Endoscopic visualization has improved due to high-definition video imaging and wide-field endoscopy, and being less invasive, EES is gaining importance as an adjunct to microscopic ear surgery.
Endoscopic ear surgery was first described in 1992 by Professor Ahmed El-Guindy and pioneered by Dr Muaaz Tarabichi in Dubai during the late 1990s.
[4] Tarabichi's initial dissertations were met with skepticism in a very similar fashion to Professor Heinz Stammberger and the backlash he faced when he introduced FESS.
[5] One of the benefits of an endoscope compared to the microscope is the wide-field view of the middle ear afforded by the location of the light source at the tip of the instrument and the availability of various types of angled lenses.
Middle ear procedures that utilize a rigid endoscope for viewing may reduce the need to drill for enhanced exposure of the operative field.

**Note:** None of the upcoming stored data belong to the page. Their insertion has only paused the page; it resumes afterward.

fn network_lock(fop: &Arc<Fop>, link: LockLink, target: LockTarget) {
    let set = fop.set().clone();
    let nodes = set.node_mask() & set.up() & link.inode.good();
    // Every eligible node must grant the lock, but never fewer than K
    let required = resolve_minimum(Minimum::All, nodes.count(), set.fragments());

    trace!(fop = fop.id(), lock = %link.lock, target = %target, nodes = %nodes, "LOCK_ACQUIRE");
    fop.lock_state().join.add();

    let locks = set.backends().locks.clone();
    let fop = fop.clone();
    set.spawn(async move {
        let error = match locks.acquire(nodes, &target).await {
            Ok(granted) if granted.count() >= required => {
                if let Some(lock) = link.inode.ctx().locks.get_mut(&link.lock) {
                    lock.mask = granted;
                    lock.acquired = true;
                }
                {
                    let mut st = fop.lock_state();
                    st.mask &= granted;
                    st.locked += 1;
                }
                trace!(fop = fop.id(), lock = %link.lock, granted = %granted, "LOCKED");
                acquire(&fop);
                None
            }
            Ok(granted) => {
                warn!(
                    fop = fop.id(),
                    target = %target,
                    granted = %granted,
                    required,
                    "Lock granted by too few nodes"
                );
                // Partially granted locks are still released at unlock
                if let Some(lock) = link.inode.ctx().locks.get_mut(&link.lock) {
                    lock.mask = granted;
                }
                Some(StripesetError::lock_unavailable(
                    target.to_string(),
                    format!("granted by {} nodes, need {}", granted.count(), required),
                ))
            }
            Err(e) => {
                warn!(fop = fop.id(), target = %target, error = %e, "Failed to acquire lock");
                Some(StripesetError::lock_unavailable(target.to_string(), e.to_string()))
            }
        };
        fop.resume(error);
    });
}

/// Give up ownership of every lock the operation holds.
///
/// With `update` set and no error, the operation's version/size change is
/// accumulated on its inode lock. The next waiter of each lock inherits it
/// along with the operation's size and mask. When the operation is the
/// lock's sole holder, the accumulated deltas are flushed.
pub fn lock_reuse(fop: &Arc<Fop>, update: bool) {
    let (links, mask, size, error) = {
        let st = fop.lock_state();
        (st.locks.clone(), st.mask, st.size, st.error.clone())
    };

    // Children run under their parent's locks
    if !fop.is_top_level() {
        if update && error.is_none() && size.have {
            size_version::update_size_version(
                fop,
                SizeVersionDelta {
                    version: 1,
                    size: size.delta(),
                },
            );
        }
        return;
    }

    let mut flush = None;

    for link in &links {
        let mut ctx = link.inode.ctx();
        let Some(lock) = ctx.locks.get_mut(&link.lock) else {
            continue;
        };
        if lock.owner != Some(fop.id()) {
            continue;
        }

        trace!(fop = fop.id(), lock = %link.lock, "LOCK_DONE");
        lock.owner = None;

        if lock.kind() == LockKind::Inode {
            if update && error.is_none() {
                lock.version_delta += 1;
                lock.size_delta = lock.size_delta.saturating_add(size.delta());
            }
            if lock.refs == 1 {
                if lock.version_delta > 0 {
                    flush = Some(SizeVersionDelta {
                        version: lock.version_delta,
                        size: lock.size_delta,
                    });
                }
                lock.version_delta = 0;
                lock.size_delta = 0;
            }
            if size.have {
                lock.size = size.post;
                lock.have_size = true;
            }
        }
        lock.good_mask &= mask;

        let Some(waiter) = lock.waiters.pop_front() else {
            continue;
        };
        lock.owner = Some(waiter.id());
        {
            let mut st = waiter.lock_state();
            if lock.kind() == LockKind::Inode {
                st.size = SizeCache {
                    pre: size.post,
                    post: size.post,
                    have: size.have,
                };
            }
            st.mask &= mask;
        }
        drop(ctx);

        trace!(fop = fop.id(), lock = %link.lock, waiter = waiter.id(), "LOCK_HANDOFF");
        let inherited = error.clone().filter(StripesetError::propagates_to_waiters);
        fop.set().spawn(async move {
            if inherited.is_none() {
                acquire(&waiter);
            }
            waiter.resume(inherited);
        });
    }

    if let Some(delta) = flush {
        size_version::update_size_version(fop, delta);
    }
}

/// Drop the operation's references; destroyed locks release the real lock
pub fn unlock(fop: &Arc<Fop>) {
    let links = {
        let mut st = fop.lock_state();
        st.locked = 0;
        std::mem::take(&mut st.locks)
    };

    for link in links {
        let released = {
            let mut ctx = link.inode.ctx();
            let Some(lock) = ctx.locks.get_mut(&link.lock) else {
                continue;
            };
            trace!(fop = fop.id(), lock = %link.lock, refs = lock.refs, "UNLOCK");
            lock.refs = lock.refs.saturating_sub(1);
            if lock.refs > 0 {
                continue;
            }

            let lock = ctx.locks.remove(&link.lock);
            match &link.name {
                Some(name) => {
                    ctx.entry_locks.remove(name);
                }
                None => ctx.inode_lock = None,
            }
            fop.set().lock_pool().free();
            trace!(fop = fop.id(), lock = %link.lock, "LOCK_DESTROY");
            lock.filter(|lock| !lock.mask.is_empty())
        };

        if let Some(lock) = released {
            network_unlock(fop, lock);
        }
    }
}

fn network_unlock(fop: &Arc<Fop>, lock: LockObject) {
    let locks = fop.set().backends().locks.clone();
    fop.lock_state().join.add();

    let task = fop.clone();
    fop.set().spawn(async move {
        let fop = task;
        match locks.release(lock.mask, &lock.target).await {
            Ok(released) => {
                trace!(fop = fop.id(), lock = %lock.id, released = %released, "UNLOCKED");
            }
            Err(e) => {
                warn!(
                    fop = fop.id(),
                    name = fop.name(),
                    target = %lock.target,
                    error = %e,
                    "Entry/inode unlocking failed"
                );
            }
        }
        fop.resume(None);
    });
}
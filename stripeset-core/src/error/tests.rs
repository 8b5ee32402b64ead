//! Tests for error conversions and classification

use super::StripesetError;
use crate::mask::NodeMask;
use crate::types::NodeErrno;

#[test]
fn test_waiter_propagation_classes() {
    assert!(StripesetError::lock_unavailable("/a", "pool exhausted").propagates_to_waiters());
    assert!(StripesetError::metadata_fetch("/a", "timeout").propagates_to_waiters());
    assert!(!StripesetError::NodeFailure {
        errno: NodeErrno::NotFound
    }
    .propagates_to_waiters());
    assert!(!StripesetError::QuorumInfeasible {
        available: 1,
        required: 3,
        eligible: NodeMask::from_bits(0b1),
    }
    .propagates_to_waiters());
}

#[test]
fn test_toml_error_conversion() {
    fn parse() -> Result<toml::Value, StripesetError> {
        Ok(toml::from_str::<toml::Value>("nodes = [")?)
    }

    match parse() {
        Err(StripesetError::Configuration { component, .. }) => assert_eq!(component, "toml"),
        other => panic!("Expected configuration error, got {:?}", other),
    }
}

#[tokio::test]
async fn test_oneshot_recv_error_conversion() {
    async fn wait() -> Result<u32, StripesetError> {
        let (tx, rx) = tokio::sync::oneshot::channel::<u32>();
        drop(tx);
        Ok(rx.await?)
    }

    match wait().await {
        Err(StripesetError::Internal { message }) => assert!(message.contains("dropped")),
        other => panic!("Expected internal error, got {:?}", other),
    }
}

#[test]
fn test_unreachable_display_uses_mask() {
    let err = StripesetError::NodeUnreachable {
        nodes: NodeMask::from_bits(0b100),
    };
    assert!(err.is_unreachable());
    assert_eq!(err.to_string(), "Nodes unreachable: 0x4");
}
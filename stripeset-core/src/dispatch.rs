//! Fan-out of an operation to its nodes
//!
//! Every policy resets the previous answer, selects the eligible nodes and
//! then sends to some of them. Sends are spawned and never awaited here;
//! each one delivers its reply to [`crate::reconcile::complete`].

use std::sync::Arc;
use tracing::trace;

use crate::error::StripesetResult;
use crate::fop::{DispatchPolicy, Fop, FopState};
use crate::mask::NodeMask;
use crate::reconcile;
use crate::select::{objects_good, select};
use crate::types::NodeReply;

fn start(st: &mut FopState, policy: DispatchPolicy) {
    st.answer = None;
    st.good = NodeMask::EMPTY;
    st.bad = NodeMask::EMPTY;
    st.groups.clear();
    st.policy = Some(policy);
}

/// Claim the first remaining node at or after `idx` (wrapping)
pub(crate) fn claim_next(st: &mut FopState, nodes: usize, idx: usize) -> Option<usize> {
    let node = st.remaining.next_from(idx % nodes.max(1), nodes)?;
    st.remaining.remove(node);
    st.winds += 1;
    Some(node)
}

fn claim_mask(st: &mut FopState, mask: NodeMask) -> NodeMask {
    let mask = mask & st.remaining;
    st.remaining &= !mask;
    st.winds += mask.count();
    mask
}

/// Build the node request and spawn the send
pub(crate) fn wind(fop: &Arc<Fop>, node: usize) {
    trace!(fop = fop.id(), node, "EXECUTE");
    let request = fop.handler().wind(fop, node);
    let transport = fop.set().backends().transport.clone();
    let task = fop.clone();
    fop.set().spawn(async move {
        let outcome = transport.send(node, request).await;
        reconcile::complete(&task, NodeReply { node, outcome });
    });
}

pub fn dispatch(fop: &Arc<Fop>, policy: DispatchPolicy) -> StripesetResult<()> {
    match policy {
        DispatchPolicy::One | DispatchPolicy::OneRetry => one(fop, policy),
        DispatchPolicy::Incremental => incremental(fop),
        DispatchPolicy::All => all(fop),
        DispatchPolicy::Min => min(fop),
    }
}

/// Send to the first eligible node at or after the cursor
fn one(fop: &Arc<Fop>, policy: DispatchPolicy) -> StripesetResult<()> {
    let good = objects_good(fop);
    let set = fop.set();
    let node = {
        let mut st = fop.lock_state();
        start(&mut st, policy);
        select(fop, &mut st, good)?;
        st.expected = 1;
        let first = st.first;
        let node = claim_next(&mut st, set.nodes(), first);
        if let Some(node) = node {
            st.first = node;
            set.settle_cursor(node);
        }
        node
    };
    if let Some(node) = node {
        wind(fop, node);
    }
    Ok(())
}

/// Send to one node at a time; each reply sends to the next
fn incremental(fop: &Arc<Fop>) -> StripesetResult<()> {
    let good = objects_good(fop);
    let node = {
        let mut st = fop.lock_state();
        start(&mut st, DispatchPolicy::Incremental);
        select(fop, &mut st, good)?;
        st.expected = st.remaining.count();
        st.first = 0;
        claim_next(&mut st, fop.set().nodes(), 0)
    };
    if let Some(node) = node {
        wind(fop, node);
    }
    Ok(())
}

/// Send to every eligible node at once
fn all(fop: &Arc<Fop>) -> StripesetResult<()> {
    let good = objects_good(fop);
    let mask = {
        let mut st = fop.lock_state();
        start(&mut st, DispatchPolicy::All);
        select(fop, &mut st, good)?;
        st.expected = st.remaining.count();
        st.first = 0;
        let remaining = st.remaining;
        claim_mask(&mut st, remaining)
    };
    for node in mask.iter() {
        wind(fop, node);
    }
    Ok(())
}

/// Send to K eligible nodes starting at the cursor
fn min(fop: &Arc<Fop>) -> StripesetResult<()> {
    let good = objects_good(fop);
    let set = fop.set();
    let mask = {
        let mut st = fop.lock_state();
        start(&mut st, DispatchPolicy::Min);
        select(fop, &mut st, good)?;
        let nodes = set.nodes();
        let first = st.first;
        let remaining = st.remaining;
        let picked = NodeMask::from_nodes(
            (0..nodes)
                .map(|offset| (first + offset) % nodes)
                .filter(|&node| remaining.contains(node))
                .take(set.fragments() as usize),
        );
        st.expected = picked.count();
        claim_mask(&mut st, picked)
    };
    for node in mask.iter() {
        wind(fop, node);
    }
    Ok(())
}

/// Send to the next remaining node at or after `idx`, returning it
pub fn dispatch_next(fop: &Arc<Fop>, idx: usize) -> Option<usize> {
    let node = claim_next(&mut fop.lock_state(), fop.set().nodes(), idx);
    if let Some(node) = node {
        wind(fop, node);
    }
    node
}

/// Send to every node of `mask` that is still remaining
pub fn dispatch_mask(fop: &Arc<Fop>, mask: NodeMask) {
    let mask = claim_mask(&mut fop.lock_state(), mask);
    trace!(fop = fop.id(), mask = %mask, "EXECUTE");
    for node in mask.iter() {
        wind(fop, node);
    }
}

/// Hold the manager until every in-flight send has replied
pub fn wait_winds(fop: &Fop) {
    let mut st = fop.lock_state();
    if st.winds > 0 {
        st.join.add();
        st.waves += 1;
    }
}
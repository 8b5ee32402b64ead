//! Standard operation types
//!
//! Every built-in operation follows the same step table:
//!
//! ```text
//! INIT -> LOCK -> GET_SIZE_AND_VERSION -> DISPATCH -> PREPARE_ANSWER
//!      -> REPORT -> LOCK_REUSE -> UNLOCK -> END
//! ```
//!
//! An error on entry to any step up to REPORT jumps to LOCK_REUSE, so locks
//! are always handed on and released. Operations differ only in their
//! [`FopSpec`]: dispatch policy, minimum, which locks they take, whether
//! they track size, and the request body.

use bytes::Bytes;
use std::sync::Arc;
use tracing::debug;

use crate::dispatch;
use crate::error::StripesetError;
use crate::fop::{DispatchPolicy, Fop, FopBuilder, Minimum};
use crate::lock;
use crate::manager::{FopHandler, State, Step};
use crate::set::ErasureSet;
use crate::size_version;
use crate::types::{NodeRequest, ObjectRef, RequestBody};

/// Locks an operation takes before dispatching
#[derive(Clone, Copy, Debug, PartialEq, Eq)]
pub enum LockPlan {
    None,
    /// Whole-object lock on the open file's inode, else on the first
    /// location's inode
    Inode,
    /// Entry lock on the first location's name
    Entry,
    /// Entry locks on the names of both locations
    EntryPair,
}

#[derive(Clone, Debug)]
pub struct FopSpec {
    pub name: &'static str,
    pub policy: DispatchPolicy,
    pub minimum: Minimum,
    pub locks: LockPlan,
    /// Fetch size/version before dispatching
    pub tracks_size: bool,
    /// Record a version/size change on success
    pub updates: bool,
    /// Push deltas left by earlier holders of the inode lock before dispatch
    pub flushes: bool,
    pub body: RequestBody,
}

impl FopSpec {
    fn new(name: &'static str, body: RequestBody) -> Self {
        FopSpec {
            name,
            policy: DispatchPolicy::All,
            minimum: Minimum::Min,
            locks: LockPlan::None,
            tracks_size: false,
            updates: false,
            flushes: false,
            body,
        }
    }

    pub fn lookup() -> Self {
        Self::new("lookup", RequestBody::Lookup)
    }

    pub fn stat() -> Self {
        FopSpec {
            locks: LockPlan::Inode,
            tracks_size: true,
            ..Self::new("stat", RequestBody::Stat)
        }
    }

    pub fn read(offset: u64, len: u64) -> Self {
        FopSpec {
            policy: DispatchPolicy::Min,
            locks: LockPlan::Inode,
            tracks_size: true,
            ..Self::new("read", RequestBody::Read { offset, len })
        }
    }

    pub fn write(offset: u64, data: Bytes) -> Self {
        FopSpec {
            locks: LockPlan::Inode,
            tracks_size: true,
            updates: true,
            ..Self::new("write", RequestBody::Write { offset, data })
        }
    }

    pub fn truncate(size: u64) -> Self {
        FopSpec {
            locks: LockPlan::Inode,
            tracks_size: true,
            updates: true,
            ..Self::new("truncate", RequestBody::Truncate { size })
        }
    }

    pub fn create(name: impl Into<String>) -> Self {
        FopSpec {
            locks: LockPlan::Entry,
            updates: true,
            ..Self::new("create", RequestBody::Create { name: name.into() })
        }
    }

    pub fn unlink(name: impl Into<String>) -> Self {
        FopSpec {
            locks: LockPlan::Entry,
            updates: true,
            ..Self::new("unlink", RequestBody::Unlink { name: name.into() })
        }
    }

    pub fn rename(from: impl Into<String>, to: impl Into<String>) -> Self {
        FopSpec {
            locks: LockPlan::EntryPair,
            updates: true,
            ..Self::new(
                "rename",
                RequestBody::Rename {
                    from: from.into(),
                    to: to.into(),
                },
            )
        }
    }

    /// Flush an open file: deltas still pending on its inode lock are
    /// applied on the nodes before the flush itself is sent
    pub fn flush() -> Self {
        FopSpec {
            locks: LockPlan::Inode,
            flushes: true,
            ..Self::new("flush", RequestBody::Flush)
        }
    }

    pub fn with_policy(mut self, policy: DispatchPolicy) -> Self {
        self.policy = policy;
        self
    }

    pub fn with_minimum(mut self, minimum: Minimum) -> Self {
        self.minimum = minimum;
        self
    }

    pub fn with_locks(mut self, locks: LockPlan) -> Self {
        self.locks = locks;
        self
    }

    pub fn into_handler(self) -> Arc<dyn FopHandler> {
        Arc::new(StandardFop::new(self))
    }

    /// Start building an operation of this type on `set`
    pub fn fop(self, set: &Arc<ErasureSet>) -> FopBuilder {
        let minimum = self.minimum;
        set.fop(self.into_handler()).minimum(minimum)
    }
}

#[derive(Debug)]
pub struct StandardFop {
    spec: FopSpec,
}

impl StandardFop {
    pub fn new(spec: FopSpec) -> Self {
        StandardFop { spec }
    }

    pub fn spec(&self) -> &FopSpec {
        &self.spec
    }

    fn prepare_locks(&self, fop: &Arc<Fop>) {
        let prepared = match self.spec.locks {
            LockPlan::None => Ok(()),
            LockPlan::Inode => match (fop.fd(), fop.loc(0)) {
                (Some(fd), _) => lock::prepare_fd(fop, fd),
                (None, Some(loc)) => lock::prepare_inode(fop, loc),
                (None, None) => Ok(()),
            },
            LockPlan::Entry => fop
                .loc(0)
                .map_or(Ok(()), |loc| lock::prepare_entry(fop, loc)),
            LockPlan::EntryPair => [fop.loc(0), fop.loc(1)]
                .into_iter()
                .flatten()
                .try_for_each(|loc| lock::prepare_entry(fop, loc)),
        };
        if let Err(e) = prepared {
            fop.set_error(e);
        }
    }

    /// Fold the chosen reply into the operation
    fn prepare_answer(&self, fop: &Fop) {
        let Some(answer) = fop.answer() else {
            fop.set_error(StripesetError::internal("dispatch finished without an answer"));
            return;
        };
        if let Err(errno) = answer.outcome {
            fop.set_error(StripesetError::NodeFailure { errno });
            return;
        }

        let size = fop.size();
        if !size.have {
            return;
        }
        match &self.spec.body {
            RequestBody::Write { offset, data } => {
                fop.set_post_size(size.pre.max(offset + data.len() as u64));
            }
            RequestBody::Truncate { size } => fop.set_post_size(*size),
            _ => {}
        }
    }

    fn target(&self, fop: &Fop) -> Option<ObjectRef> {
        if let Some((_, object)) = fop.primary_object() {
            return Some(object);
        }
        let loc = fop.loc(0)?;
        let parent = loc.parent.as_ref()?;
        Some(ObjectRef {
            id: parent.id(),
            path: loc.parent_path(),
        })
    }
}

impl FopHandler for StandardFop {
    fn name(&self) -> &'static str {
        self.spec.name
    }

    fn manage(&self, fop: &Arc<Fop>, step: Step) -> State {
        match step {
            Step::Run(State::INIT) => {
                self.prepare_locks(fop);
                State::LOCK
            }
            Step::Run(State::LOCK) => {
                lock::acquire(fop);
                State::GET_SIZE_AND_VERSION
            }
            Step::Run(State::GET_SIZE_AND_VERSION) => {
                if self.spec.tracks_size {
                    size_version::get_size_version(fop);
                }
                State::DISPATCH
            }
            Step::Run(State::DISPATCH) => {
                let flushed = if self.spec.flushes {
                    size_version::flush_size_version(fop)
                } else {
                    Ok(())
                };
                if let Err(e) = flushed.and_then(|_| dispatch::dispatch(fop, self.spec.policy)) {
                    fop.set_error(e);
                }
                State::PREPARE_ANSWER
            }
            Step::Run(State::PREPARE_ANSWER) => {
                self.prepare_answer(fop);
                State::REPORT
            }
            Step::Run(State::REPORT) => {
                debug!(
                    fop = fop.id(),
                    name = self.spec.name,
                    good = %fop.good(),
                    bad = %fop.bad(),
                    "Operation answered"
                );
                State::LOCK_REUSE
            }
            Step::Unwind(State::INIT)
            | Step::Unwind(State::LOCK)
            | Step::Unwind(State::GET_SIZE_AND_VERSION)
            | Step::Unwind(State::DISPATCH)
            | Step::Unwind(State::PREPARE_ANSWER)
            | Step::Unwind(State::REPORT) => {
                debug!(
                    fop = fop.id(),
                    name = self.spec.name,
                    state = %step.state(),
                    error = ?fop.error(),
                    "Operation unwinding"
                );
                State::LOCK_REUSE
            }
            Step::Run(State::LOCK_REUSE) | Step::Unwind(State::LOCK_REUSE) => {
                lock::lock_reuse(fop, self.spec.updates);
                State::UNLOCK
            }
            Step::Run(State::UNLOCK) | Step::Unwind(State::UNLOCK) => {
                lock::unlock(fop);
                State::END
            }
            other => {
                fop.set_error(StripesetError::internal(format!(
                    "unhandled state {} in {}",
                    other.state(),
                    self.spec.name
                )));
                State::END
            }
        }
    }

    fn wind(&self, fop: &Fop, _node: usize) -> NodeRequest {
        NodeRequest {
            fop: fop.id(),
            target: self.target(fop),
            body: self.spec.body.clone(),
            creds: fop.creds(),
        }
    }
}

#[cfg(test)]
mod tests {
    use super::*;

    #[test]
    fn test_spec_constructors() {
        let write = FopSpec::write(0, Bytes::from_static(b"abc"));
        assert_eq!(write.locks, LockPlan::Inode);
        assert!(write.tracks_size && write.updates);
        assert_eq!(write.body.name(), "write");

        let read = FopSpec::read(0, 10);
        assert_eq!(read.policy, DispatchPolicy::Min);
        assert!(!read.updates);

        let rename = FopSpec::rename("a", "b");
        assert_eq!(rename.locks, LockPlan::EntryPair);

        let flush = FopSpec::flush();
        assert!(flush.flushes && !flush.updates);
        assert_eq!(flush.locks, LockPlan::Inode);

        let lookup = FopSpec::lookup().with_policy(DispatchPolicy::OneRetry);
        assert_eq!(lookup.policy, DispatchPolicy::OneRetry);
        assert_eq!(lookup.locks, LockPlan::None);
    }
}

[6] The traditional otologic operating microscopes typically require larger portals (e.g., postauricular approaches) to enable adequate passage of light for intraoperative viewing and follow-up surveillance in the clinic.
Failures in cholesteatoma surgery are most common in certain areas of the anatomy of the tympanic cavity, such as the facial recess, sinus tympani, anterior attic, and the protympanum which are poorly accessed with the microscope.